If you go to an Eliza and the Bear gig expecting to see either a girl called Eliza or a bear, you’ll be sorely disappointed on both counts.
But you’d struggle to find a disappointed audience member after last night’s jubilant Manchester comeback show, kicking off the indie band’s latest national tour.
You might not know their unusual name, but you’ll definitely have heard their upbeat anthems accompanying all manner of TV shows and adverts. Their music was even featured on the BBC’s Olympic coverage – and it’s not hard to see why.
Named after a collection of poems, the British four-piece consists of lead vocalist James Kellegher, guitarist Martin Dukelow, bassist Chris Brand and drummer Paul Kevin Jackson.
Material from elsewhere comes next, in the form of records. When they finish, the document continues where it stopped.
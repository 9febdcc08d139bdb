mod get_subscription;
mod update_subscription;

use actix_web::web;
use get_subscription::get_subscription_controller;
use update_subscription::update_subscription_controller;

pub fn configure_routes(cfg: &mut web::ServiceConfig) {
    cfg.route(
        "/user/{user_id}/subscription",
        web::get().to(get_subscription_controller),
    );
    cfg.route(
        "/user/{user_id}/subscription",
        web::post().to(update_subscription_controller),
    );
}
use crate::error::DigestlyError;
use crate::shared::auth::protect_admin_route;
use crate::shared::usecase::{execute, UseCase};
use actix_web::{web, HttpRequest, HttpResponse};
use digestly_api_structs::create_user::{APIResponse, RequestBody};
use digestly_domain::{is_valid_email, Profile};
use digestly_infra::DigestlyContext;

pub async fn create_user_controller(
    http_req: HttpRequest,
    body: web::Json<RequestBody>,
    ctx: web::Data<DigestlyContext>,
) -> Result<HttpResponse, DigestlyError> {
    protect_admin_route(&http_req, &ctx)?;

    let usecase = CreateUserUseCase {
        email: body.0.email,
    };

    execute(usecase, &ctx)
        .await
        .map(|user| HttpResponse::Created().json(APIResponse::new(user)))
        .map_err(DigestlyError::from)
}

#[derive(Debug)]
pub struct CreateUserUseCase {
    pub email: String,
}

#[derive(Debug)]
pub enum UseCaseError {
    InvalidEmail(String),
    UserAlreadyExists(String),
    StorageError,
}

impl From<UseCaseError> for DigestlyError {
    fn from(e: UseCaseError) -> Self {
        match e {
            UseCaseError::InvalidEmail(email) => {
                Self::BadClientData(format!("Invalid email address: {}", email))
            }
            UseCaseError::UserAlreadyExists(email) => Self::Conflict(format!(
                "A user with the email: {}, already exists.",
                email
            )),
            UseCaseError::StorageError => Self::InternalError,
        }
    }
}

#[async_trait::async_trait(?Send)]
impl UseCase for CreateUserUseCase {
    type Response = Profile;

    type Error = UseCaseError;

    const NAME: &'static str = "CreateUser";

    async fn execute(&mut self, ctx: &DigestlyContext) -> Result<Self::Response, Self::Error> {
        if !is_valid_email(&self.email) {
            return Err(UseCaseError::InvalidEmail(self.email.clone()));
        }
        if ctx.repos.profiles.find_by_email(&self.email).await.is_some() {
            return Err(UseCaseError::UserAlreadyExists(self.email.clone()));
        }

        let user = Profile::new(self.email.clone());
        ctx.repos
            .profiles
            .insert(&user)
            .await
            .map(|_| user)
            .map_err(|_| UseCaseError::StorageError)
    }
}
Only last week it was announced – much to the dismay of fans – that fifth and founding member, keyboard player Callie Noakes, had left the group. It’s fair to say his presence on the intimate Deaf Institute stage was much missed.
Their earlier folk rock sound established them as the kooky Essex lovechild of Mumford and Sons and Of Monsters and Men. However, a change of musical direction after being dropped by their record label, Capitol, in 2016 has seen them verging into Maroon 5’s territory of lethally catchy pop – and their listeners are lapping it up.
Opener Higher, a real earworm, is a great example of their infectious new style, with energetic Kellegher channelling Adam Levine to get everyone dancing.
That said, it is their older folky tunes, most notably It Gets Cold and Light It Up, where each band member really shines. The crowd gleefully sings every word back over the chorus of guitars, waving their phones in the air to the beat. A mid-performance acoustic interlude is also warmly welcomed, as Kellegher and Dukelow perform stripped-back versions of fan favourites Cruel and Talk.
At just under an hour, the performance felt a little brief – a longer set would have gone down a storm. Perhaps a cover or two with an Eliza and the Bear twist could be included on the setlist as the tour progresses.
But it’s difficult to see any flaws in such a confident display of cheeriness from a band whose upcoming album should be the soundtrack to your spring.